The sodium super-ionic conductor (NASICON)-type solid-state electrolyte Li_1.4Al_0.4Ti_1.6(PO₄)₃ (LATP) is an attractive alternative to liquid electrolytes for lithium batteries. The rapid development of LATP, however, is hindered by its poor interfacial compatibilities against the Li metal. Herein, a flexible membrane coating layer consisting of Mg₃N₂ and PVDF has been adopted to modify LATP via a simple drop-casting method. A multifunctional interlayer with Mg, LiF and Li₃N is in situ constructed by the reaction of the coating layer with the Li metal. The decomposition of LATP has been restrained and interfacial ionic transport kinetics has been improved with the modification.

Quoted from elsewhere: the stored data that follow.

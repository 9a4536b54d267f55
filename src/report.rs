//! Codon usage report in CSV format.

use std::io::Write;

use crate::codon::CodonTable;
use crate::error::Error;

/// The column names of the CSV report.
pub const CSV_HEADER: [&str; 2] = ["Codon", "Count"];

/// Write `table` as a two-column CSV report.
///
/// The header is followed by exactly 64 rows, one per codon, in
/// lexicographic order over the `ATGC` alphabet.
pub fn write_csv<W: Write>(table: &CodonTable, writer: W) -> Result<(), Error> {
    let mut writer = csv::WriterBuilder::default()
        .has_headers(true)
        .from_writer(writer);
    writer.write_record(&CSV_HEADER)?;
    for (codon, count) in table.iter() {
        writer.write_record(&[codon.to_string(), count.to_string()])?;
    }
    writer.flush()?;
    Ok(())
}

#[cfg(test)]
mod tests {

    use super::*;

    fn render(table: &CodonTable) -> String {
        let mut out = Vec::new();
        write_csv(table, &mut out).unwrap();
        String::from_utf8(out).unwrap()
    }

    #[test]
    fn report_layout() {
        let table = CodonTable::new().tally(vec!["ATGGCCTAA", "AAAAAA"]);
        let text = render(&table);
        let lines = text.lines().collect::<Vec<_>>();
        assert_eq!(lines.len(), 65);
        assert_eq!(lines[0], "Codon,Count");
        assert_eq!(lines[1], "AAA,2");
        assert_eq!(lines[2], "AAT,0");
        assert_eq!(lines[64], "CCC,0");
        assert!(lines.contains(&"ATG,1"));
    }

    #[test]
    fn empty_report() {
        let text = render(&CodonTable::new());
        assert_eq!(text.lines().count(), 65);
        assert!(text.lines().skip(1).all(|l| l.ends_with(",0")));
    }
}
//! Common types shared by the model and the extraction pipeline.
pub mod date;

/// The string type used throughout the library.
#[cfg(feature = "smartstring")]
pub type ShortString = smartstring::alias::String;

/// The string type used throughout the library.
#[cfg(not(feature = "smartstring"))]
pub type ShortString = std::string::String;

Benefitting from the multifunctional interlayer, the critical current density of LATP is improved from 0.34 mA cm⁻² to 0.76 mA cm⁻². The symmetric cells assembled with the modified LATP exhibit a stable cycle for more than 1000 h at 0.20 mA cm⁻², and the Li/LiFePO₄ cells after modification have a capacity retention of 80% after 385 cycles at 2C. The present work demonstrates a promising strategy for fine interfacial stability tuning and low-impedance LATP.